Seuls des misérables ou des benêts peuvent croire que le prolétariat doit d’abord conquérir la majorité en participant aux élections organisées sous le joug de la bourgeoisie, sous le joug de l’esclavage salarié, et après seulement conquérir le pouvoir. C’est le comble de la stupidité ou de l’hypocrisie, c’est substituer à la lutte de classes et à la révolution des votes sous l’ancien régime, sous l’ancien pouvoir.”

Lénine, V., Salut aux communistes italiens, français, allemands, Tome 30 des Oeuvres de Vladimir Lénine, 10 Octobre 1919.

Il ne faut donc pas participer aux élections ? Nous devons les ignorer ? La réponse est bien évidemment non, les élections en société capitaliste ont leur utilité, mais ne sont pas indispensables.

Comme l’expliquait Lénine :

Les crétins parlementaires et les Louis Blanc modernes «exigent» à tout prix un vote, un vote organisé à tout prix par la bourgeoisie, pour déterminer la sympathie de la majorité des travailleurs. Mais c’est là un point de vue de pédants, de cadavres ou d’habiles trompeurs. La vie réelle, l’histoire des véritables révolutions montrent que très souvent la «sympathie de la majorité des travailleurs» ne peut être démontrée par aucun vote (à plus forte raison quand il s’agit de votes organisés par les exploiteurs, avec «égalité» de l’exploiteur et de l’exploité !).
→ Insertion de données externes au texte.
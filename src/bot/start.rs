use std::sync::Arc;

use serenity::all::{Client, GatewayIntents};

use crate::{
    bot::{handler::Handler, state::BotState},
    config::Config,
    error::AppError,
};

/// Gateway intents the bot subscribes to.
///
/// `MESSAGE_CONTENT` is privileged and must be enabled in the Discord Developer Portal.
pub fn intents() -> GatewayIntents {
    GatewayIntents::GUILDS | GatewayIntents::GUILD_MESSAGES | GatewayIntents::MESSAGE_CONTENT
}

/// Builds the Discord client with the bot's event handler.
///
/// # Arguments
/// - `config` - Application configuration holding the bot token
/// - `state` - Shared state passed to the handler
///
/// # Returns
/// - `Ok(Client)` - Client ready to be started
/// - `Err(AppError::DiscordErr)` - The client could not be built
pub async fn init_bot(config: &Config, state: Arc<BotState>) -> Result<Client, AppError> {
    let client = Client::builder(&config.discord_token, intents())
        .event_handler(Handler::new(state))
        .await?;

    Ok(client)
}

/// Connects to the gateway and processes events until the connection ends.
pub async fn start_bot(mut client: Client) -> Result<(), AppError> {
    tracing::info!("Starting Discord bot...");

    client.start().await?;

    Ok(())
}
//! Leaderboard service for the `tabla`, `reset_tabla` and `reset_user` commands.

use sea_orm::DatabaseConnection;

use crate::{
    data::message_count::MessageCountRepository,
    error::AppError,
    model::{
        message_count::{LeaderboardEntry, LeaderboardPage},
        pagination::Pagination,
    },
};

/// Service providing ranked, paginated access to the activity leaderboard.
pub struct LeaderboardService<'a> {
    pub db: &'a DatabaseConnection,
}

impl<'a> LeaderboardService<'a> {
    /// Creates a new LeaderboardService instance.
    ///
    /// # Arguments
    /// - `db` - Reference to the database connection
    ///
    /// # Returns
    /// - `LeaderboardService` - New service instance
    pub fn new(db: &'a DatabaseConnection) -> Self {
        Self { db }
    }

    /// Gets one page of a guild's leaderboard.
    ///
    /// The requested page is clamped to the pages that currently hold rows, so a stale
    /// page number from an old button still renders the closest valid page. Ranks are
    /// global: the first entry of page `n` has rank `n * 10 + 1`.
    ///
    /// # Arguments
    /// - `guild_id` - Discord guild ID
    /// - `page` - Zero-indexed page requested by the caller
    ///
    /// # Returns
    /// - `Ok(LeaderboardPage)` - Ranked entries plus the clamped page and total rows
    /// - `Err(AppError::DbErr)` - Database error during count or query
    pub async fn get_page(&self, guild_id: u64, page: u64) -> Result<LeaderboardPage, AppError> {
        let repo = MessageCountRepository::new(self.db);

        let total = repo.count_by_guild(guild_id).await?;
        let pagination = Pagination::new(page).clamp(total);

        let rows = repo
            .get_leaderboard(guild_id, pagination.per_page, pagination.offset())
            .await?;

        let entries = rows
            .into_iter()
            .enumerate()
            .map(|(index, row)| LeaderboardEntry {
                rank: pagination.offset() + index as u64 + 1,
                user_id: row.user_id,
                counted: row.counted,
            })
            .collect();

        Ok(LeaderboardPage {
            entries,
            page: pagination.page,
            total,
        })
    }

    /// Number of users with points in a guild.
    pub async fn count(&self, guild_id: u64) -> Result<u64, AppError> {
        MessageCountRepository::new(self.db)
            .count_by_guild(guild_id)
            .await
    }

    /// Clears the whole leaderboard of a guild.
    ///
    /// # Returns
    /// - `Ok(u64)` - Number of users whose points were removed
    /// - `Err(AppError::DbErr)` - Database error during delete
    pub async fn reset_guild(&self, guild_id: u64) -> Result<u64, AppError> {
        let removed = MessageCountRepository::new(self.db)
            .reset_guild(guild_id)
            .await?;

        tracing::info!("Reset leaderboard of guild {} ({} rows)", guild_id, removed);

        Ok(removed)
    }

    /// Clears one user's points in a guild.
    ///
    /// # Returns
    /// - `Ok(true)` - The user's points were removed
    /// - `Ok(false)` - The user had no points
    /// - `Err(AppError::DbErr)` - Database error during delete
    pub async fn reset_user(&self, guild_id: u64, user_id: u64) -> Result<bool, AppError> {
        MessageCountRepository::new(self.db)
            .reset_user(guild_id, user_id)
            .await
    }
}

#[cfg(test)]
mod tests {
    use super::*;
    use test_utils::{builder::TestBuilder, factory};

    const GUILD_ID: u64 = 700_000_000_000_000_001;

    async fn seed(db: &DatabaseConnection, users: u64) -> Result<(), AppError> {
        // User n has 1000 - n points, so rank n belongs to user n
        for user_id in 1..=users {
            factory::create_message_count(db, GUILD_ID, user_id, 1000 - user_id as i32).await?;
        }
        Ok(())
    }

    /// Tests that page N holds rows [N·10, N·10+10) with global ranks.
    ///
    /// Expected: Ok with ranks 11..=20 on page 1
    #[tokio::test]
    async fn page_holds_its_window_with_global_ranks() -> Result<(), AppError> {
        let test = TestBuilder::new()
            .with_table(entity::prelude::MessageCount)
            .build()
            .await
            .unwrap();
        let db = test.db.as_ref().unwrap();
        seed(db, 25).await?;

        let page = LeaderboardService::new(db).get_page(GUILD_ID, 1).await?;

        assert_eq!(page.page, 1);
        assert_eq!(page.total, 25);
        let ranks: Vec<u64> = page.entries.iter().map(|e| e.rank).collect();
        assert_eq!(ranks, (11..=20).collect::<Vec<u64>>());
        assert!(page.entries.iter().all(|e| e.rank == e.user_id));

        Ok(())
    }

    /// Tests requesting a page past the end.
    ///
    /// Expected: Ok with the last page returned instead of an empty one
    #[tokio::test]
    async fn clamps_page_past_the_end() -> Result<(), AppError> {
        let test = TestBuilder::new()
            .with_table(entity::prelude::MessageCount)
            .build()
            .await
            .unwrap();
        let db = test.db.as_ref().unwrap();
        seed(db, 25).await?;

        let page = LeaderboardService::new(db).get_page(GUILD_ID, 9).await?;

        assert_eq!(page.page, 2);
        assert_eq!(page.entries.len(), 5);
        assert_eq!(page.entries[0].rank, 21);

        Ok(())
    }

    /// Tests an empty leaderboard.
    ///
    /// Expected: Ok with page 0 and no entries
    #[tokio::test]
    async fn empty_leaderboard_has_single_empty_page() -> Result<(), AppError> {
        let test = TestBuilder::new()
            .with_table(entity::prelude::MessageCount)
            .build()
            .await
            .unwrap();
        let db = test.db.as_ref().unwrap();

        let page = LeaderboardService::new(db).get_page(GUILD_ID, 3).await?;

        assert_eq!(page.page, 0);
        assert_eq!(page.total, 0);
        assert!(page.entries.is_empty());

        Ok(())
    }
}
Très souvent «la sympathie de la majorité des travailleurs» est démontrée, de façon générale, non par des votes, mais par la croissance d’un des partis, ou par l’accroissement du nombre de ses membres dans les Soviets, ou par le succès d’une grève qui, pour une raison quelconque, a revêtu une très grande importance, ou par un succès de guerre civile, etc., etc […] La révolution prolétarienne est impossible sans la sympathie et le soutien de l’immense majorité des travailleurs pour leur avant-garde : le prolétariat. Mais cette sympathie, ce soutien ne se gagnent pas d’emblée, ne se décident pas par des votes; on les conquiert au prix d’une lutte de classe difficile, dure, de longue haleine.

Lénine, V., Salut aux communistes italiens, français, allemands, Tome 30 des Oeuvres de Vladimir Lénine, 10 Octobre 1919.

Les élections sont un moyen de mesurer le niveau de conscience des travailleurs à un moment donné, c’est tout. D’ailleurs, Lénine le rappelle, elles ne sont souvent même pas pertinentes afin de mesurer le soutien du peuple à tel ou tel politique, comme le prouve par ailleurs la période électorale en cours où un des présidents les plus haï de la V République est sur le point de se faire réélire. Décider de manière périodique quel bourgeois aura le privilège d’opprimer le reste du peuple, voilà la réalité du parlementarisme bourgeois et cela indépendamment du régime politique en place, tant que le capitalisme est maintenu.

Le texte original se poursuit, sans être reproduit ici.